首相 インドは核実験モラトリアム(一時停止)や原子力施設の軍民分離といった約束を着実に実施している。
塩川氏は「本当に『軍民分離』など可能か」と述べ、インドが重水炉(サイラス研究炉)から抽出したプルトニウムを利用して地下核実験を行い、核兵器を製造してきたと指摘。近藤駿介・原子力委員会委員長はその事実を認めました。
塩川氏は、インドの核兵器開発・製造に使用された疑いがある製品を輸出した企業が、東証1部上場企業で化学用精密ポンプ製造のトップ企業「日機装」であることを明らかにしました。
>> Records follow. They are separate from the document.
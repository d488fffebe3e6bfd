// Slash-command entry points for the two collection actions. Same flows as
// the emoji triggers, same busy-guard.

use crate::discord::actions::collect_history as history_action;
use crate::discord::actions::collect_members as members_action;
use crate::discord::{Context, Error};

/// Export this channel's message history
#[poise::command(slash_command, guild_only)]
pub async fn collect_history(ctx: Context<'_>) -> Result<(), Error> {
    let data = ctx.data();
    if !data.config.features.chat_collect {
        ctx.say("❌ History collection is disabled.").await?;
        return Ok(());
    }
    if ctx.channel_id().get() != data.config.target_channel_id {
        ctx.say("❌ This command only works in the designated channel.")
            .await?;
        return Ok(());
    }

    let Some(_permit) = data.collection_guard.begin() else {
        ctx.say("📋 A collection is already in progress. Please wait.")
            .await?;
        return Ok(());
    };

    ctx.defer().await?;
    let outcome =
        history_action::run(ctx.serenity_context(), data, ctx.channel_id(), ctx.guild_id())
            .await?;
    let mut summary = format!(
        "✅ History collection finished: {} messages, {} file(s) uploaded.",
        outcome.message_count, outcome.uploaded
    );
    if !outcome.local_paths.is_empty() {
        summary.push_str(&format!("\nSaved locally: {}", outcome.local_paths.join(", ")));
    }
    ctx.say(summary).await?;

    Ok(())
}

/// Export the guild member list
#[poise::command(slash_command, guild_only)]
pub async fn collect_members(ctx: Context<'_>) -> Result<(), Error> {
    let data = ctx.data();
    if !data.config.features.member_collect {
        ctx.say("❌ Member collection is disabled.").await?;
        return Ok(());
    }
    if ctx.channel_id().get() != data.config.target_channel_id {
        ctx.say("❌ This command only works in the designated channel.")
            .await?;
        return Ok(());
    }
    let guild_id = ctx.guild_id().ok_or("Must be in a guild")?;

    let Some(_permit) = data.collection_guard.begin() else {
        ctx.say("👁️ A collection is already in progress. Please wait.")
            .await?;
        return Ok(());
    };

    ctx.defer().await?;
    let outcome =
        members_action::run(ctx.serenity_context(), data, ctx.channel_id(), guild_id).await?;
    let mut summary = format!(
        "✅ Member collection finished: {} members, {} file(s) uploaded.",
        outcome.member_count, outcome.uploaded
    );
    if !outcome.local_paths.is_empty() {
        summary.push_str(&format!("\nSaved locally: {}", outcome.local_paths.join(", ")));
    }
    ctx.say(summary).await?;

    Ok(())
}
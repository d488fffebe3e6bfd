pub mod models;
pub mod openai_service;

pub use models::{ChatMessage, OpenAiError, TranscriptionRequest};
pub use openai_service::{OpenAiProvider, OpenAiService};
日機装が1980年代から90年代にかけてインドに輸出したポンプの実績表を提示した塩川氏。日機装が80年3月27日にインド原子力省に納入した重水移送用ポンプが、核兵器用プルトニウムを製造するインドの軍事研究施設「バーバ研究所」のドルーバ原子炉に使用されたことを、日機装の関係者の証言とあわせて示しました。
塩川 消耗部品を定期的に交換すれば、ポンプは50年は十分に運転できる。いまなお稼働している可能性がある。調査するべきだ。
茂木敏充経産相 原子力関連資機材・技術の輸出国が守るべき指針に基づいて輸出管理を実施している。
日本企業の製品が核兵器製造に寄与している可能性を指摘されても、「調査」を約束しない政府。塩川氏は、日機装が1985年3月30日に、外為法で輸出禁止対象となっている重水製造設備のポンプを、核兵器製造と不可分の設備であるインドの重水製造工場に輸出していたと指摘。インドの原子力施設の「軍民分離」ができていないと追及しました。
塩川 被爆国としての原点に立ち返って、他国の核武装に協力しないことこそ貫くべきだ。
首相 原子力施設の軍民分離が協力の当然の前提だ。
塩川氏は「『軍民分離』はまやかしであり、原子力輸出は認められない」と改めて強調。「福島原発事故の教訓からいっても、『原発ゼロ』こそ進むべき道だ」と述べました。